● WORK REQUIRED
Find the line containing "for m in mutations.items()" in the listing below. Repeat it exactly, along with each following line up to and including the one containing "pub fn project(&self, columns: &[usize])".

● RECORD EXCERPTS
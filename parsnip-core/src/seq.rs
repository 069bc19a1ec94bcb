//! Nucleotide sequences with gap-aware equality.
//!
//! A [`Sequence`] stores raw bytes plus a cached checksum used to group
//! duplicates quickly. Whether a gap character matches anything or counts as
//! a distinct symbol is decided by the [`SeqPolicy`] in force for the current
//! phase; the policy travels as a value, so different phases of the search
//! can hold different views of the same data without global state.

use std::hash::{Hash, Hasher};

use crate::mutation::MutationSet;

/// Character-handling policy for one search phase.
#[derive(Debug, Clone, Copy, PartialEq, Eq)]
pub struct SeqPolicy {
    /// Gap character, `-` by default.
    pub gap: u8,
    /// Mask character written over sampled columns, `*` by default.
    pub mask: u8,
    /// When false, a gap position matches any character.
    pub gap_is_change: bool,
}

impl Default for SeqPolicy {
    fn default() -> Self {
        Self {
            gap: b'-',
            mask: b'*',
            gap_is_change: true,
        }
    }
}

impl SeqPolicy {
    /// Whether the pair of characters counts as a substitution.
    #[must_use]
    pub const fn counts_as_change(&self, a: u8, b: u8) -> bool {
        if a == b {
            return false;
        }
        if self.gap_is_change {
            return true;
        }
        a != self.gap && b != self.gap
    }

    /// Copy of the policy with the gap-as-change flag replaced.
    #[must_use]
    pub const fn with_gap_is_change(self, gap_is_change: bool) -> Self {
        Self {
            gap_is_change,
            ..self
        }
    }
}

/// An immutable nucleotide sequence with a cached checksum.
#[derive(Debug, Clone)]
pub struct Sequence {
    bytes: Vec<u8>,
    checksum: u32,
}

const FNV_OFFSET: u32 = 0x811c_9dc5;
const FNV_PRIME: u32 = 0x0100_0193;

fn fold_checksum(bytes: &[u8]) -> u32 {
    let mut h = FNV_OFFSET;
    for &b in bytes {
        h ^= u32::from(b);
        h = h.wrapping_mul(FNV_PRIME);
    }
    h
}

impl Sequence {
    /// Builds a sequence from raw bytes.
    #[must_use]
    pub fn new(bytes: Vec<u8>) -> Self {
        let checksum = fold_checksum(&bytes);
        Self { bytes, checksum }
    }

    /// Raw bytes of the sequence.
    #[must_use]
    pub fn bytes(&self) -> &[u8] {
        &self.bytes
    }

    /// Sequence length in characters.
    #[must_use]
    pub fn len(&self) -> usize {
        self.bytes.len()
    }

    /// True when the sequence holds no characters.
    #[must_use]
    pub fn is_empty(&self) -> bool {
        self.bytes.is_empty()
    }

    /// Cached checksum over the raw bytes.
    #[must_use]
    pub const fn checksum(&self) -> u32 {
        self.checksum
    }

    /// Character at the zero-based column, if in range.
    #[must_use]
    pub fn at(&self, column: usize) -> Option<u8> {
        self.bytes.get(column).copied()
    }

    /// Returns a copy with the mutations applied.
    ///
    /// Mutation positions are counted from 1; positions past the end are
    /// ignored, matching the tolerant behaviour expected during inference.
    #[must_use]
    pub fn apply(&self, mutations: &MutationSet) -> Self {
        let mut bytes = self.bytes.clone();
        for m in mutations.items() {
            let idx = usize::from(m.pos).saturating_sub(1);
            if let Some(slot) = bytes.get_mut(idx) {
                *slot = m.to;
            }
        }
        Self::new(bytes)
    }

    /// Returns a copy with the given zero-based columns overwritten by the
    /// policy's mask character.
    #[must_use]
    pub fn masked(&self, columns: &[usize], policy: &SeqPolicy) -> Self {
        let mut bytes = self.bytes.clone();
        for &c in columns {
            if let Some(slot) = bytes.get_mut(c) {
                *slot = policy.mask;
            }
        }
        Self::new(bytes)
    }

    /// Returns a copy restricted to the given zero-based columns, in order.
    #[must_use]
    pub fn project(&self, columns: &[usize]) -> Self {
        let bytes = columns
            .iter()
            .filter_map(|&c| self.bytes.get(c).copied())
            .collect();
        Self::new(bytes)
    }

    /// Hashable identity of the sequence under the policy.
    #[must_use]
    pub const fn key<'a>(&'a self, policy: &SeqPolicy) -> SeqKey<'a> {
        SeqKey {
            bytes: self.bytes.as_slice(),
            checksum: self.checksum,
            gap: policy.gap,
            gap_is_change: policy.gap_is_change,
        }
    }
}

/// Identity view over a sequence under one [`SeqPolicy`].
///
/// When gaps count as changes this is plain byte equality backed by the
/// cached checksum. When gaps match anything the checksum degenerates to a
/// constant so hash-based grouping stays consistent with the weakened
/// equality.
///
/// Gap-wild equality is not transitive: `A-` matches both `AA` and `AC`
/// while `AA` and `AC` differ, and the hash weakens to length-only so all
/// three may land in one bucket. Hash-set deduplication under
/// `gap_is_change = false` therefore collapses gap-bearing near-matches
/// depending on insertion order; which member of such a group is kept is
/// unspecified.
#[derive(Debug, Clone, Copy)]
pub struct SeqKey<'a> {
    bytes: &'a [u8],
    checksum: u32,
    gap: u8,
    gap_is_change: bool,
}

impl PartialEq for SeqKey<'_> {
    fn eq(&self, other: &Self) -> bool {
        if self.bytes.len() != other.bytes.len() {
            return false;
        }
        if self.gap_is_change {
            return self.checksum == other.checksum && self.bytes == other.bytes;
        }
        self.bytes
            .iter()
            .zip(other.bytes.iter())
            .all(|(&a, &b)| a == b || a == self.gap || b == self.gap)
    }
}

impl Eq for SeqKey<'_> {}

impl Hash for SeqKey<'_> {
    fn hash<H: Hasher>(&self, state: &mut H) {
        self.bytes.len().hash(state);
        if self.gap_is_change {
            self.checksum.hash(state);
        }
    }
}

#[cfg(test)]
mod tests {
    use super::*;
    use crate::mutation::{Mutation, MutationSet};

    use rstest::rstest;
    use std::collections::HashSet;

    #[test]
    fn checksum_tracks_content() {
        let a = Sequence::new(b"ACGT".to_vec());
        let b = Sequence::new(b"ACGT".to_vec());
        let c = Sequence::new(b"ACGA".to_vec());
        assert_eq!(a.checksum(), b.checksum());
        assert_ne!(a.checksum(), c.checksum());
    }

    #[test]
    fn apply_rewrites_one_based_positions() {
        let seq = Sequence::new(b"ACGT".to_vec());
        let set = MutationSet::from_sorted(vec![
            Mutation::new(b'A', 1, b'G'),
            Mutation::new(b'T', 4, b'C'),
        ]);
        assert_eq!(seq.apply(&set).bytes(), b"GCGC");
    }

    #[test]
    fn masking_is_reversible_through_projection() {
        let policy = SeqPolicy::default();
        let seq = Sequence::new(b"ACGTACGT".to_vec());
        let masked = seq.masked(&[1, 5], &policy);
        assert_eq!(masked.bytes(), b"A*GTA*GT");
        assert_eq!(seq.project(&[1, 5]).bytes(), b"CC");
    }

    #[rstest]
    #[case(true, false)]
    #[case(false, true)]
    fn gap_policy_controls_equality(#[case] gap_is_change: bool, #[case] expect_equal: bool) {
        let policy = SeqPolicy::default().with_gap_is_change(gap_is_change);
        let a = Sequence::new(b"AC-T".to_vec());
        let b = Sequence::new(b"ACGT".to_vec());
        assert_eq!(a.key(&policy) == b.key(&policy), expect_equal);
    }

    #[test]
    fn gap_wild_keys_group_in_hash_sets() {
        let policy = SeqPolicy::default().with_gap_is_change(false);
        let a = Sequence::new(b"AC-T".to_vec());
        let b = Sequence::new(b"ACGT".to_vec());
        let mut set = HashSet::new();
        set.insert(a.key(&policy));
        assert!(set.contains(&b.key(&policy)));
    }

    #[test]
    fn different_lengths_never_equal() {
        let policy = SeqPolicy::default().with_gap_is_change(false);
        let a = Sequence::new(b"AC-".to_vec());
        let b = Sequence::new(b"ACGT".to_vec());
        assert_ne!(a.key(&policy), b.key(&policy));
    }
}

● REPLY
        for m in mutations.items() {
            let idx = usize::from(m.pos).saturating_sub(1);
            if let Some(slot) = bytes.get_mut(idx) {
                *slot = m.to;
            }
        }
        Self::new(bytes)
    }

    /// Returns a copy with the given zero-based columns overwritten by the
    /// policy's mask character.
    #[must_use]
    pub fn masked(&self, columns: &[usize], policy: &SeqPolicy) -> Self {
        let mut bytes = self.bytes.clone();
        for &c in columns {
            if let Some(slot) = bytes.get_mut(c) {
                *slot = policy.mask;
            }
        }
        Self::new(bytes)
    }

    /// Returns a copy restricted to the given zero-based columns, in order.
    #[must_use]
    pub fn project(&self, columns: &[usize]) -> Self {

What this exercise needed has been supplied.